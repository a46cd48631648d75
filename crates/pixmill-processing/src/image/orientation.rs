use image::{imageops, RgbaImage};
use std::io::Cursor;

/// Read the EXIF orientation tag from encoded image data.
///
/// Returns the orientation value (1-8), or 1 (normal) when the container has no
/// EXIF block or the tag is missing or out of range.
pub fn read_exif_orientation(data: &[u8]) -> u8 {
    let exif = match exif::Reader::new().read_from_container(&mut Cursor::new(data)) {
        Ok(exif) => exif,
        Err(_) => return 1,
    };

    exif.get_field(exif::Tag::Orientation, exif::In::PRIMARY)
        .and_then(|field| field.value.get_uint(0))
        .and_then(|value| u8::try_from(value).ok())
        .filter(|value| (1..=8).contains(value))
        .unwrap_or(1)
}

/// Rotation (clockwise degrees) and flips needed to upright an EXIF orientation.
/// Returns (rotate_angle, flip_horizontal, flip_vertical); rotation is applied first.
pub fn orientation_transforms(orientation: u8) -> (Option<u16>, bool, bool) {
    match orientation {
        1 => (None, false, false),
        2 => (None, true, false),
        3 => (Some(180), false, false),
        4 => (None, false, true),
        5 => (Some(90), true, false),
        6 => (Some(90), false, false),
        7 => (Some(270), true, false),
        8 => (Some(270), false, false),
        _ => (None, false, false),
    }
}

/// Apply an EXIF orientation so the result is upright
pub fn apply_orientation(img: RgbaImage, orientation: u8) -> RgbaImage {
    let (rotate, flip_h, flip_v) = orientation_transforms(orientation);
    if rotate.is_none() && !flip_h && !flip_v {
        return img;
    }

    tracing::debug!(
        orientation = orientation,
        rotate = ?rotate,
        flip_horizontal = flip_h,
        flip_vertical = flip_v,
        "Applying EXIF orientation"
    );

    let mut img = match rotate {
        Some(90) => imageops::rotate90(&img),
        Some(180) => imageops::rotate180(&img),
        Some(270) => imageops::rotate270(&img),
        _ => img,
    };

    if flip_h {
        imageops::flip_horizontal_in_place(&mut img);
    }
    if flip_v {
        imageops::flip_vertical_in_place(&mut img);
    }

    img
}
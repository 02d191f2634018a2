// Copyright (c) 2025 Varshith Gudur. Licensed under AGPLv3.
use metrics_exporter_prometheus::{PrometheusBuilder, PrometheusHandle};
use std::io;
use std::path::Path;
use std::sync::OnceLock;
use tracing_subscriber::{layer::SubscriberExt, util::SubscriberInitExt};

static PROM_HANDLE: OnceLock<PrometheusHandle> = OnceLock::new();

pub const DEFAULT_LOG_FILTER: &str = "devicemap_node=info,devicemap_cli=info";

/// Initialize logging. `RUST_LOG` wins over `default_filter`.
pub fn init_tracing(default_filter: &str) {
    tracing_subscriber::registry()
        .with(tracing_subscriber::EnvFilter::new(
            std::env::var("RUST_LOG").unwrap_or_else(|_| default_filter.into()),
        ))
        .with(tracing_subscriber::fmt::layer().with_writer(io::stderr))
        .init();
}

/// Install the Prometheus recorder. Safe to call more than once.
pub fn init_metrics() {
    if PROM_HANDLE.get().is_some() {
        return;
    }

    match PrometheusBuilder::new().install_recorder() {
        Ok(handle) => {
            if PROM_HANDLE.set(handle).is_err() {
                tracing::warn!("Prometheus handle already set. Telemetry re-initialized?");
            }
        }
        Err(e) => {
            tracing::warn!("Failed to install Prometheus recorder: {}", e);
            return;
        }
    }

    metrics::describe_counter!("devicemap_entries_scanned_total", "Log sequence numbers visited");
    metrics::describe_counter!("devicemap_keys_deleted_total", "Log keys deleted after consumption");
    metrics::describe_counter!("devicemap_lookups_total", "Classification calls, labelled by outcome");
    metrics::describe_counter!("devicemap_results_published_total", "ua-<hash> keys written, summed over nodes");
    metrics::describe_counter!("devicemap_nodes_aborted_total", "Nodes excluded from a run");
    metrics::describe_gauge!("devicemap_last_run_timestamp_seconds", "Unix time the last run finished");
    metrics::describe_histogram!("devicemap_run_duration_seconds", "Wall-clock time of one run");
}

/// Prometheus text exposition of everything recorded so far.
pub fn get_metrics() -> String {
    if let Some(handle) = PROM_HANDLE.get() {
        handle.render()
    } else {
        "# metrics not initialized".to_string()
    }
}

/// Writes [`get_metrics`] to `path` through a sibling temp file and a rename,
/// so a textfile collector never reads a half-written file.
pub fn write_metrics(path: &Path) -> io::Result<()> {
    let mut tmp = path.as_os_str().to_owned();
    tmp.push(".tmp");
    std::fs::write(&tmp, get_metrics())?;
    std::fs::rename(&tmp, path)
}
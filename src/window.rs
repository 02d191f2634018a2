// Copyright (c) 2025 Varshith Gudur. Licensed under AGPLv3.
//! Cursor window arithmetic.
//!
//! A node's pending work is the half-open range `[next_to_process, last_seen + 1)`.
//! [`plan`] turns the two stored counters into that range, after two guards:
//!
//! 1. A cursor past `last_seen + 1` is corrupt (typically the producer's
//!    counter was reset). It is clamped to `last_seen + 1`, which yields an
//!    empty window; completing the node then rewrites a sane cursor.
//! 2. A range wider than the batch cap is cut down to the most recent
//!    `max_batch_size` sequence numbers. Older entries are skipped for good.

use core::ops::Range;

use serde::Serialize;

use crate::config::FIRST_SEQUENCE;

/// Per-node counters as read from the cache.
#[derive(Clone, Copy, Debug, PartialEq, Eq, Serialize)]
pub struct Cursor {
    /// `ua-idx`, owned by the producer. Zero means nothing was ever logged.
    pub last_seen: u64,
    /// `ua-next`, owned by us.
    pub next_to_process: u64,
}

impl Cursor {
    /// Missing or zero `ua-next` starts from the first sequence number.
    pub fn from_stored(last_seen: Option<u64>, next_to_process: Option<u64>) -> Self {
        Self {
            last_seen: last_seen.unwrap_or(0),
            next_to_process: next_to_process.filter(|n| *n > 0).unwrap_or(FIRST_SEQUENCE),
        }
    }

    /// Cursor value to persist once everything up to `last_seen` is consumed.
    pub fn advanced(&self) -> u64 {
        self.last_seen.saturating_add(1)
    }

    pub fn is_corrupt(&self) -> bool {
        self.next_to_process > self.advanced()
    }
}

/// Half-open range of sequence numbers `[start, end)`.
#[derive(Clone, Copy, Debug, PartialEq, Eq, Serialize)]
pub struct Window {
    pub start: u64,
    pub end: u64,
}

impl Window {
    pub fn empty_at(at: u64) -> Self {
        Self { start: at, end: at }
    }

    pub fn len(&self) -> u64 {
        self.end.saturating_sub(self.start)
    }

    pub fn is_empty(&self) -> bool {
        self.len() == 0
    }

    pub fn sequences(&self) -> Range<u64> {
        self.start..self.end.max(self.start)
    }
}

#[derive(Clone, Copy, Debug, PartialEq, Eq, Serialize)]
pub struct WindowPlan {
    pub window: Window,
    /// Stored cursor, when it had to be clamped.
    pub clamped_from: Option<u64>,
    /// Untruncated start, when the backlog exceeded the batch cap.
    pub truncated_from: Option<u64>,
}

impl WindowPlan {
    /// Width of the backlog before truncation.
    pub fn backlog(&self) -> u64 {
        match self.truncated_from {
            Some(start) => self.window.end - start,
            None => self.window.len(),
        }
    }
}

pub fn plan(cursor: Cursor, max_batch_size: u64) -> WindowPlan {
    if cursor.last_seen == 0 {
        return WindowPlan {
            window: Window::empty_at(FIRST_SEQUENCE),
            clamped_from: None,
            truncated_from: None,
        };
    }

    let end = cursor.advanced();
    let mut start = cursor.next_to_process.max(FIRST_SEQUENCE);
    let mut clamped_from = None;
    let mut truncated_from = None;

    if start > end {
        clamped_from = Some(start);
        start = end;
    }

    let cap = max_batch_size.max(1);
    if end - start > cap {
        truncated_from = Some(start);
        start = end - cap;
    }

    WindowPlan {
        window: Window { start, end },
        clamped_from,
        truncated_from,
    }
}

...

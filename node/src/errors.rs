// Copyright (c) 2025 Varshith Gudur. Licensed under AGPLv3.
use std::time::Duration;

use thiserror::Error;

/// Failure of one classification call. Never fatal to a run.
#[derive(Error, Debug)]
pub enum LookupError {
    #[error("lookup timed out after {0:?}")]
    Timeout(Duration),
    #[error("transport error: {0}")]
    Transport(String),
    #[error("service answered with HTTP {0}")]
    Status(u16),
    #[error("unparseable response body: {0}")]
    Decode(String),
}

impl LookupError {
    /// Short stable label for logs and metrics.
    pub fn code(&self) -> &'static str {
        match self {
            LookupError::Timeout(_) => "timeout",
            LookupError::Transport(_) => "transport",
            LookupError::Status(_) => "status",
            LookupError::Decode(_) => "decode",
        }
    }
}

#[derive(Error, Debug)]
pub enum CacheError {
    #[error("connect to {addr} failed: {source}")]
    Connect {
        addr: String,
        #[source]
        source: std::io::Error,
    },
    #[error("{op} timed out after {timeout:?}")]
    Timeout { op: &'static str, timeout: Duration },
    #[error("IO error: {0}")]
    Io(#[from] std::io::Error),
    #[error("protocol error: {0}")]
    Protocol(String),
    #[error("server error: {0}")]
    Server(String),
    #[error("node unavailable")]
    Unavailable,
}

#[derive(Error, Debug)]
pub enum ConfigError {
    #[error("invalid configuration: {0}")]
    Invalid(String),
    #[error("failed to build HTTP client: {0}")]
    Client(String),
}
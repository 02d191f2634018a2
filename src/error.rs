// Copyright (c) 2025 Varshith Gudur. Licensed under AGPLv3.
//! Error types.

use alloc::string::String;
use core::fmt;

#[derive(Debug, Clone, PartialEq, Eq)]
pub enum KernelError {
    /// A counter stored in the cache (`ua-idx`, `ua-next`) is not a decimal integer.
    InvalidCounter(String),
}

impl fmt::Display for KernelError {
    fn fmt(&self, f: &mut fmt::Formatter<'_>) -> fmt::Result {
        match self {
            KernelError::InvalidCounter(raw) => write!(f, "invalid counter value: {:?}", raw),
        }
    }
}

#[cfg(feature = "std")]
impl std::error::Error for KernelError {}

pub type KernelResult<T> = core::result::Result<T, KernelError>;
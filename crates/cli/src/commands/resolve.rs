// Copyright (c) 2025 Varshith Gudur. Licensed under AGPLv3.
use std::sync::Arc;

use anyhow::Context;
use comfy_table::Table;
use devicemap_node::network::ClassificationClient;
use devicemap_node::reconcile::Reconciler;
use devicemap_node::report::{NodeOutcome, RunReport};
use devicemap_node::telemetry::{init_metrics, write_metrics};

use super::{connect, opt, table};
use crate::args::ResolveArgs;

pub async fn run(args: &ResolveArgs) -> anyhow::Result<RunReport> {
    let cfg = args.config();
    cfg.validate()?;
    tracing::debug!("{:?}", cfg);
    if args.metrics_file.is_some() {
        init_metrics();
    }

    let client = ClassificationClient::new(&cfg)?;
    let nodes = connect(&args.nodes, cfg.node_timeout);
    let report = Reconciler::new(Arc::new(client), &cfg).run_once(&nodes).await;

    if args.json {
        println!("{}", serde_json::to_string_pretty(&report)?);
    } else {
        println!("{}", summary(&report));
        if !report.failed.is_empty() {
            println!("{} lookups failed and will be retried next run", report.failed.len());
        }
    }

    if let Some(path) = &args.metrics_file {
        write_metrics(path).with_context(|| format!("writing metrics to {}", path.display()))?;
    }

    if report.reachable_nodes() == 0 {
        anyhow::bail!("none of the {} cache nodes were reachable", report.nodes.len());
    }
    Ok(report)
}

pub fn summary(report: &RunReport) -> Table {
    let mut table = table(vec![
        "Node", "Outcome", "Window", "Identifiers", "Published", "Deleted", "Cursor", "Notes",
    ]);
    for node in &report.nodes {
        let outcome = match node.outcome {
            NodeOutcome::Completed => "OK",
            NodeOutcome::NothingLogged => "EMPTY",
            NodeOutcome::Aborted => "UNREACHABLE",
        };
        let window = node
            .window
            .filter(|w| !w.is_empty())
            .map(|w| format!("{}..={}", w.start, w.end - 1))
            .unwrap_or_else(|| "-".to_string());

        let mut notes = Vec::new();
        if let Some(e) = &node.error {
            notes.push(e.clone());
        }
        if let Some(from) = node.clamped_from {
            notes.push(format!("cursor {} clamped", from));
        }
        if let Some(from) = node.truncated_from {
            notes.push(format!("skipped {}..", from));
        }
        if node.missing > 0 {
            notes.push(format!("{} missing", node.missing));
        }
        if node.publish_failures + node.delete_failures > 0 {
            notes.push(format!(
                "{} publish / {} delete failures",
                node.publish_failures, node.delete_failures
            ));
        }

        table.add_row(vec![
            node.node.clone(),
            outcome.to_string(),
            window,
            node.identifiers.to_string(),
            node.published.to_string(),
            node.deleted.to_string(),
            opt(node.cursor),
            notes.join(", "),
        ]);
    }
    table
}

---

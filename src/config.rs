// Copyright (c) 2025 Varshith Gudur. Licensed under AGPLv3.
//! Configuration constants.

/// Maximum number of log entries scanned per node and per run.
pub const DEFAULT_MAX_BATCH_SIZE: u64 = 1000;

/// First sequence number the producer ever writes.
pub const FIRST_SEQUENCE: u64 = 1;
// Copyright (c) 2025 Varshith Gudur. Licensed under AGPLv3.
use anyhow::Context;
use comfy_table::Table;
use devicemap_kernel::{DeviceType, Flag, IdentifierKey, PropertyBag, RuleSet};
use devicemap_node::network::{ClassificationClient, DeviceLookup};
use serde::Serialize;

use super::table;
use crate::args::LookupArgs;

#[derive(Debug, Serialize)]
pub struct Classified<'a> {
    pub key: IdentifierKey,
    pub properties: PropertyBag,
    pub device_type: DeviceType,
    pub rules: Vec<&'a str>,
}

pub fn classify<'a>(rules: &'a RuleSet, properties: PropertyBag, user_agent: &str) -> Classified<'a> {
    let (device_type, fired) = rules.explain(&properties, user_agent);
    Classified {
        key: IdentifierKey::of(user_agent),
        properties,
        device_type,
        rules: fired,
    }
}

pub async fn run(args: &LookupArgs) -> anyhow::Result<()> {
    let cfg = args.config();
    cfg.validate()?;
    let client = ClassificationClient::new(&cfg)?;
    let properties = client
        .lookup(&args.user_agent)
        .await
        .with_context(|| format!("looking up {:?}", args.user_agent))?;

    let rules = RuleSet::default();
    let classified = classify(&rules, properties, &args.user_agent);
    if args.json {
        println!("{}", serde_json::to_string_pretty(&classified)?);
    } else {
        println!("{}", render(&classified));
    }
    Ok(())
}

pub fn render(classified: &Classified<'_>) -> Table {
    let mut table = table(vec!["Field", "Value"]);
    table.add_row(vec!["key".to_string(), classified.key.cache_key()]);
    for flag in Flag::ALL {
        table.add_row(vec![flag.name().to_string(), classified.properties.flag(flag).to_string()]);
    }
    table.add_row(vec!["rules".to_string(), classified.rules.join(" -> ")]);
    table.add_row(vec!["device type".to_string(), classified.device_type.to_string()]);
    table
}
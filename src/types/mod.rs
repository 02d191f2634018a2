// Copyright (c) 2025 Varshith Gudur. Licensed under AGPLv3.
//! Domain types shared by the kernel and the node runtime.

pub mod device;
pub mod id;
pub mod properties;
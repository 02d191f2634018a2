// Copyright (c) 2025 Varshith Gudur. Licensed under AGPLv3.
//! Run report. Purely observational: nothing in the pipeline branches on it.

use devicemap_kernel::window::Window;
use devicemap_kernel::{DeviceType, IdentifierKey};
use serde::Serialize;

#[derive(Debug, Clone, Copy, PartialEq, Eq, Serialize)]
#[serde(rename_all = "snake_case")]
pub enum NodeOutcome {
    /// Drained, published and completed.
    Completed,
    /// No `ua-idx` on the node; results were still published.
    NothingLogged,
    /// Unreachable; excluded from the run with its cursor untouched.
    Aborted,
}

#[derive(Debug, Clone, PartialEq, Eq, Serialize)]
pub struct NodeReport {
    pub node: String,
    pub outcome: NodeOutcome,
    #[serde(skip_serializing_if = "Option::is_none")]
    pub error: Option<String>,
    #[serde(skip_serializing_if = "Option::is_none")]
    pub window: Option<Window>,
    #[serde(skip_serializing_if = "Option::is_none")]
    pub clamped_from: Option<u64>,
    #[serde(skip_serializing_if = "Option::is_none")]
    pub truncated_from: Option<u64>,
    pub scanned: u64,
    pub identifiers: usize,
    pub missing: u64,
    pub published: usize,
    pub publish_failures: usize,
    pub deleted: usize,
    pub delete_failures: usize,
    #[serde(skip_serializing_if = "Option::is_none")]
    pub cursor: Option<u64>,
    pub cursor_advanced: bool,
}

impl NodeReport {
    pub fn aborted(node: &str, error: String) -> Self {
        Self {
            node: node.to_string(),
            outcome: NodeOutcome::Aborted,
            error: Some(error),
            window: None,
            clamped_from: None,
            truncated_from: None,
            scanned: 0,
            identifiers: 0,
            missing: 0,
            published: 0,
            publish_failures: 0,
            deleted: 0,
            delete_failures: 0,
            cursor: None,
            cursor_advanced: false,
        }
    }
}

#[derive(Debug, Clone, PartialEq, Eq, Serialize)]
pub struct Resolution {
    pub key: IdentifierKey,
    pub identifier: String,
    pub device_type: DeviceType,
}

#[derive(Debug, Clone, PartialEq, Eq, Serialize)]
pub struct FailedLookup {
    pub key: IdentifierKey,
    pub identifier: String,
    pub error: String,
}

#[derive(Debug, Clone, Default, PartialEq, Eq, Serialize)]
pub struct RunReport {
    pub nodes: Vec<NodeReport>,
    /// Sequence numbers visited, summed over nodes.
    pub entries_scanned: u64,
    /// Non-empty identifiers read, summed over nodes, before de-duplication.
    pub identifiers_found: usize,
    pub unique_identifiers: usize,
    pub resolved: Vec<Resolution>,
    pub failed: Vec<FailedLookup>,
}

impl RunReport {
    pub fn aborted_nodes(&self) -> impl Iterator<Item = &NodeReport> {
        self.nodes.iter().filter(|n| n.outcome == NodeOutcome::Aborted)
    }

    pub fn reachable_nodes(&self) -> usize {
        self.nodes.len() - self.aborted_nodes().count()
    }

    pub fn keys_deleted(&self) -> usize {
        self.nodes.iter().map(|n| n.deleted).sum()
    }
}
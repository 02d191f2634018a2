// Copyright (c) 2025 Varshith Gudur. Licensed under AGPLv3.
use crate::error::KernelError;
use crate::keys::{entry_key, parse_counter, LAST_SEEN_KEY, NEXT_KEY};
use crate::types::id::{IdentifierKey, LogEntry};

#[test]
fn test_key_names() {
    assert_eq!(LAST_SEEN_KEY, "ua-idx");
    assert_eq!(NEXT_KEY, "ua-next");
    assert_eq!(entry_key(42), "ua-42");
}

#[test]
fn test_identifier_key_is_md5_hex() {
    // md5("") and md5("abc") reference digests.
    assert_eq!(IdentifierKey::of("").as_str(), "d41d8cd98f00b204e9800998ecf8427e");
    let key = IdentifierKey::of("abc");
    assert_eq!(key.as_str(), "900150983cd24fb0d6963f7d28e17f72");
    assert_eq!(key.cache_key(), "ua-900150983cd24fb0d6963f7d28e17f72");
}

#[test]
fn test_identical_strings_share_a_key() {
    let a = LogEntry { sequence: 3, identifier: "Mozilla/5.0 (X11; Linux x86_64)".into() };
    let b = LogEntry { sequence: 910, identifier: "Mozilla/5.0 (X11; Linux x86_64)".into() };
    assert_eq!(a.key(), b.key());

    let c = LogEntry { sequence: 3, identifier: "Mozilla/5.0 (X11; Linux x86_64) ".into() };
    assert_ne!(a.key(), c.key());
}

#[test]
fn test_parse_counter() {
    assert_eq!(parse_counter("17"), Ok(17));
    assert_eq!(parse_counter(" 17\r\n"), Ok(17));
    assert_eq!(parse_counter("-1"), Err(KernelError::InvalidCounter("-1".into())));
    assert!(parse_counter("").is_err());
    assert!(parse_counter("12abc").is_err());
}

### THE TASK:
Give the number of lines in the data that contain the word "NothingLogged", and add no other text.

### ANSWER BOX:
2